Three studies (Shu et al, 2001; Wu et al, 2002; Thanos et al, 2006), including a case–control study that we conducted among Asian American women in Los Angeles County, found that the timing of soy exposure is an important codeterminant of risk, with stronger effects from exposures at earlier ages. This study lends further support to soy exposures occurring during the earlier stages of carcinogenesis and would result in a greater degree of reduction in a woman's subsequent risk for breast cancer. We noted that the magnitude of risk reduction among women with 10 or more years between exposure assessment and cancer diagnosis was twice than that among their counterparts with shorter time intervals. Interestingly, this model may explain the seemingly contradictory findings from recent soy intervention studies with generally null findings (Maskarinec et al, 2004; Wu et al, 2005).

This prospective study has several important strengths. First, information on soy intake and other risk factors was obtained in-person before cancer diagnosis and thus the recall bias is not a concern.
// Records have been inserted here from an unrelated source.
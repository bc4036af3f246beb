#![allow(missing_docs)]

use std::sync::atomic::{AtomicBool, AtomicU32, Ordering};
use std::time::{Duration, Instant};

use parking_lot::{Condvar, Mutex};
use tracing::trace;

use crate::types::{PageIdx, ReclaimError, Result};

struct FreeInner {
    pages: Vec<PageIdx>,
    waiters: u32,
}

/// Global free-page list and the rendezvous point for blocked allocators.
///
/// The count is readable without the lock; it is only written with the lock
/// held.
pub struct FreeList {
    inner: Mutex<FreeInner>,
    available: Condvar,
    count: AtomicU32,
    waiters: AtomicU32,
}

impl FreeList {
    /// Starts with every page in `0..total` free.
    pub fn new(total: u32) -> Self {
        // Lowest indices are handed out first.
        let pages: Vec<PageIdx> = (0..total).rev().map(PageIdx).collect();
        Self {
            inner: Mutex::new(FreeInner { pages, waiters: 0 }),
            available: Condvar::new(),
            count: AtomicU32::new(total),
            waiters: AtomicU32::new(0),
        }
    }

    pub fn count(&self) -> u32 {
        self.count.load(Ordering::Acquire)
    }

    /// Threads blocked waiting for a free page.
    pub fn waiters(&self) -> u32 {
        self.waiters.load(Ordering::Acquire)
    }

    pub fn try_grab(&self) -> Option<PageIdx> {
        let mut inner = self.inner.lock();
        let page = inner.pages.pop()?;
        self.count.store(inner.pages.len() as u32, Ordering::Release);
        Some(page)
    }

    /// Takes a free page, blocking while none is available.
    ///
    /// `on_empty` runs each time the caller is about to sleep, with the free
    /// lock held; it must not block. Returns `Exhausted` once `timeout`
    /// elapses and `ShuttingDown` when `stop` is raised.
    pub fn grab_blocking(
        &self,
        timeout: Duration,
        stop: &AtomicBool,
        mut on_empty: impl FnMut(),
    ) -> Result<PageIdx> {
        let deadline = Instant::now() + timeout;
        let mut inner = self.inner.lock();
        loop {
            if let Some(page) = inner.pages.pop() {
                self.count.store(inner.pages.len() as u32, Ordering::Release);
                return Ok(page);
            }
            if stop.load(Ordering::Acquire) {
                return Err(ReclaimError::ShuttingDown);
            }
            let now = Instant::now();
            if now >= deadline {
                return Err(ReclaimError::Exhausted);
            }
            on_empty();
            inner.waiters += 1;
            self.waiters.store(inner.waiters, Ordering::Release);
            trace!(waiters = inner.waiters, "freelist.wait");
            // Short slices so a raised stop flag is noticed promptly.
            let slice = (deadline - now).min(Duration::from_millis(10));
            self.available.wait_for(&mut inner, slice);
            inner.waiters -= 1;
            self.waiters.store(inner.waiters, Ordering::Release);
        }
    }

    /// Returns pages to the list and wakes blocked allocators.
    pub fn release_batch(&self, batch: &[PageIdx]) {
        if batch.is_empty() {
            return;
        }
        let mut inner = self.inner.lock();
        inner.pages.extend_from_slice(batch);
        self.count.store(inner.pages.len() as u32, Ordering::Release);
        let woken = inner.waiters > 0;
        drop(inner);
        if woken {
            self.available.notify_all();
        }
    }

    /// Wakes every blocked allocator so it can observe shutdown.
    pub fn wake_all(&self) {
        self.available.notify_all();
    }
}

#[cfg(test)]
mod tests {
    use super::*;
    use std::sync::Arc;
    use std::thread;

    #[test]
    fn grabs_lowest_first_and_counts() {
        let free = FreeList::new(4);
        assert_eq!(free.try_grab(), Some(PageIdx(0)));
        assert_eq!(free.count(), 3);
        free.release_batch(&[PageIdx(0)]);
        assert_eq!(free.count(), 4);
    }

    #[test]
    fn blocked_allocator_wakes_on_release() {
        let free = Arc::new(FreeList::new(1));
        let stop = Arc::new(AtomicBool::new(false));
        let page = free.try_grab().expect("one free page");
        let waiter = {
            let free = Arc::clone(&free);
            let stop = Arc::clone(&stop);
            thread::spawn(move || free.grab_blocking(Duration::from_secs(5), &stop, || {}))
        };
        let deadline = Instant::now() + Duration::from_secs(5);
        while free.waiters() == 0 && Instant::now() < deadline {
            thread::yield_now();
        }
        free.release_batch(&[page]);
        let got = waiter.join().expect("waiter thread").expect("page");
        assert_eq!(got, page);
        assert_eq!(free.waiters(), 0);
    }

    #[test]
    fn empty_list_times_out_or_stops() {
        let free = FreeList::new(0);
        let stop = AtomicBool::new(false);
        let mut rang = 0;
        let err = free.grab_blocking(Duration::from_millis(5), &stop, || rang += 1);
        assert!(matches!(err, Err(ReclaimError::Exhausted)));
        assert!(rang > 0);
        stop.store(true, Ordering::Release);
        let err = free.grab_blocking(Duration::from_secs(5), &stop, || {});
        assert!(matches!(err, Err(ReclaimError::ShuttingDown)));
    }
}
This is particularly important as seven of the eight studies in our meta-analysis on soy and breast cancer were case–control studies (Wu et al, 2008). Second, we used a validated FFQ, our assessment of soy intake was relatively complete, and dietary intake of soy was statistically significantly correlated with urine isoflavone levels (Seow et al, 1998). Third, our study is larger than previous cohort studies on this topic (two of the previous studies had less than 200 breast cancer cases (Yamamoto et al, 2003; Nishio et al, 2007). The larger sample size, particularly of postmenopausal women, has allowed us to investigate the potential modifying effect of body size on the soy–breast cancer association in postmenopausal women. Finally, we were able to examine the risk pattern by hormone receptor status, apparently the first such from a prospective study.

In summary, among 34 028 women in the SCHS, high soy intake (10.6 mg isoflavones per 1000 Kcal) was associated with a significant 18% reduction in breast cancer risk. Our results adds to the compelling results obtained from case–control studies on soy and breast cancer and suggest that the soy isoflavones may have lasting beneficial effects against breast cancer development. The level of soy isoflavones implicated to have benefit (10 mg isoflavones per day or one standard serving of tofu) is achievable even in populations that do not typically eat soy foods.